Professor Sulmaan Khan is the eternal polymath – he knows everything about everything.  Hyperbole aside, all of Professor Khan’s students agree that he is the ultimate historian with domain knowledge second to none.

Professor Khan’s Historian’s Art class outside Ginn Library. I am in the front row in a brown jacket, not quite acclimatized to the weather.

I took Professor Khan’s Historian’s Art class this spring.  The class is as esoteric as the name sounds.  It’s certainly a class for history connoisseurs, however with a twist.  The key element of the class lies in being able to transport yourself into the shoes of decision makers at various times in history, forgetting what you know and trying to rationalize why they did what they did at that point in time.  The class ensures you don’t fall into the hindsight fallacy and that you understand the extenuating circumstances that existed then, and that as a result, shaped key world events.

One of Professor Khan’s interesting traits is to be able to conduct his classes outside.  Naturally, a New England winter precludes this happening too often.  But one fine March day, we found ourselves seated on the grassy lawn.  Professor Khan reassured us that it was spring and ergo when the weather is pleasant, it’s time to make full use of it.

“I still see snow, professor,” remarked one of my classmates, pointing to a muddy block of ice.  “Well, it’s New England, so you’re always going to see snow,” remarked Professor Khan.  “But, snow should not be the key factor in ascertaining whether it’s spring time or not; it’s actually robins,” he explained.

It was almost as if Professor Khan then put on his ornithology hat and stated, “People presume that the sighting of a robin is the first sign of spring in the U.S. and that robins are not seen in winter.  This is a myth.”  He stated confidently, “Robins are seen in winter; however, they’re seen in the trees, since it is too cold for them to be on the ground to forage.  In spring, they are seen scurrying away on the ground.”  And sure enough, we turned to find two robins on the ground, in their search for worms while we searched for answers to some of history’s biggest questions.

The spring semester is a peculiar time at Fletcher.  Unlike the fall semester, you don’t come onto campus with trees in bloom and the sun shining brightly, and there are certainly no robins hopping on the ground.  Instead, you walk in after a relatively cold winter break, with more cold weather ahead.  Spring doesn’t arrive till late March or early April, which is the business end of the semester.

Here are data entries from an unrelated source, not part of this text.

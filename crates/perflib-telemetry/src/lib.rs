//! # Perflib Telemetry
//!
//! Logging and Prometheus instrumentation for guarded object queries.
//!
//! ## Usage
//!
//! ```rust,ignore
//! use perflib_reduction::{GuardedQuery, ReductionConfig};
//! use perflib_telemetry::{init_telemetry, PrometheusRecorder, TelemetryConfig};
//! use std::sync::Arc;
//!
//! let _metrics = init_telemetry(&TelemetryConfig::from_env())?;
//!
//! let guarded = GuardedQuery::new(raw_query, ReductionConfig::from_env())
//!     .with_recorder(Arc::new(PrometheusRecorder::new()));
//! ```
//!
//! ## Environment Variables
//!
//! | Variable | Default | Description |
//! |----------|---------|-------------|
//! | `OTEL_SERVICE_NAME` | `perflib-exporter` | Service name in logs |
//! | `PERFLIB_LOG_LEVEL` | `info` | Log level filter |
//! | `PERFLIB_JSON_LOGS` | `false` | JSON log output |
//! | `PERFLIB_CONSOLE_OUTPUT` | `true` | Write logs to stdout |

mod config;
mod logging;
pub mod metrics;

pub use config::TelemetryConfig;
pub use logging::{env_filter, init_logging};
pub use metrics::{register_metrics, MetricsHandle, PrometheusRecorder};

use thiserror::Error;

/// Telemetry initialization errors
#[derive(Error, Debug)]
pub enum TelemetryError {
    #[error("Failed to initialize logging: {0}")]
    LoggingInit(String),

    #[error("Failed to initialize Prometheus metrics: {0}")]
    MetricsInit(String),
}

/// Register metrics, then install the logging subscriber.
pub fn init_telemetry(config: &TelemetryConfig) -> Result<MetricsHandle, TelemetryError> {
    let metrics = register_metrics()?;
    init_logging(config)?;
    Ok(metrics)
}

/// Convenience macro for recording a metric increment.
#[macro_export]
macro_rules! metric_inc {
    ($metric:expr) => {
        $metric.inc()
    };
    ($metric:expr, $labels:expr) => {
        $metric.with_label_values($labels).inc()
    };
}

/// Convenience macro for recording a metric with a value.
#[macro_export]
macro_rules! metric_observe {
    ($metric:expr, $value:expr) => {
        $metric.observe($value)
    };
    ($metric:expr, $labels:expr, $value:expr) => {
        $metric.with_label_values($labels).observe($value)
    };
}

Except for Januarians, who are just starting their studies, the spring semester is the antithesis of the fall semester, and that’s not even referring to weather.  For second years, it’s the last hurrah of their Fletcher sojourn and that means capstone season, along with fulfilling last course requirements and the job hunt.  For first years, you’ve dipped your toe in the Fletcher well in the fall, and the second semester is now balancing your classes with the internship hunt.

While a Fletcher curriculum can be both exhaustive and (given the workload) exhausting, the internship hunt is almost a fifth course.  Or maybe like one or two whole courses, where you need to keep putting in the research and tidying up your résumé, writing succinctly yet waxing lyrical about your experiences in cover letters.  The internship search has no fixed timeline and is a continuous work in progress.  It concludes only when the dotted line has been signed.

My unsolicited advice is that, as hackneyed as it may sound, it is important to start early; perhaps start in the winter break if you have to.  I got so caught up in my classes, assignments, and club activities that I didn’t start hunting till March.  Fortunately, after an exciting spring break visit to Israel & Palestine, my internship found me.

I will be working with the South Asia center at the Atlantic Council in Washington, DC, focusing on U.S. foreign policy and business engagement with the region.

As I wrap up my first year, I’m looking forward to an exciting summer.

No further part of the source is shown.